__PROBLEM TO SOLVE__. Locate and copy each line in the data that contains the word "struct".

__RECORDS SUPPLIED__.

= Beginning of Section =

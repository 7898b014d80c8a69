//! Per-entity persistence: descriptor tables (permitted fields, search criteria, body rules)
//! and the parameterized statements built from them.

pub mod company;
pub mod job;
pub mod user;
pub use company::Company;
pub use job::Job;
pub use user::User;
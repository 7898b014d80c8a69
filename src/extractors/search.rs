//! Extract search criteria from the query string.

use crate::error::AppError;
use async_trait::async_trait;
use axum::{
    extract::{FromRequestParts, Query},
    http::request::Parts,
};
use std::collections::HashMap;

/// Raw query-string pairs. Blank values are dropped so `?name=` means "no name filter".
/// A malformed query string is rejected with the API's own error body.
#[derive(Clone, Debug, Default)]
pub struct SearchParams(pub HashMap<String, String>);

#[async_trait]
impl<S> FromRequestParts<S> for SearchParams
where
    S: Send + Sync,
{
    type Rejection = AppError;

    async fn from_request_parts(parts: &mut Parts, state: &S) -> Result<Self, Self::Rejection> {
        let Query(mut params) = Query::<HashMap<String, String>>::from_request_parts(parts, state)
            .await
            .map_err(|e| AppError::BadRequest(e.body_text()))?;
        params.retain(|_, v| !v.trim().is_empty());
        Ok(SearchParams(params))
    }
}
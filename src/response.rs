//! Standard response envelope helpers.

use axum::{http::StatusCode, Json};
use serde::Serialize;

#[derive(Serialize)]
pub struct SuccessOne<T> {
    pub data: T,
    #[serde(skip_serializing_if = "Option::is_none")]
    pub meta: Option<serde_json::Value>,
}

#[derive(Serialize)]
pub struct SuccessMany<T> {
    pub data: Vec<T>,
    pub meta: MetaCount,
}

#[derive(Serialize)]
pub struct MetaCount {
    pub count: u64,
}

pub fn success_one<T: Serialize>(data: T) -> (StatusCode, Json<SuccessOne<T>>) {
    (StatusCode::CREATED, Json(SuccessOne { data, meta: None }))
}

pub fn success_one_ok<T: Serialize>(data: T) -> (StatusCode, Json<SuccessOne<T>>) {
    (StatusCode::OK, Json(SuccessOne { data, meta: None }))
}

pub fn success_many<T: Serialize>(data: Vec<T>) -> (StatusCode, Json<SuccessMany<T>>) {
    let count = data.len() as u64;
    (
        StatusCode::OK,
        Json(SuccessMany {
            data,
            meta: MetaCount { count },
        }),
    )
}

= End of Section =

__EXERCISE OUTPUT__.
pub struct SearchParams(pub HashMap<String, String>);
pub struct SuccessOne<T> {
pub struct SuccessMany<T> {
pub struct MetaCount {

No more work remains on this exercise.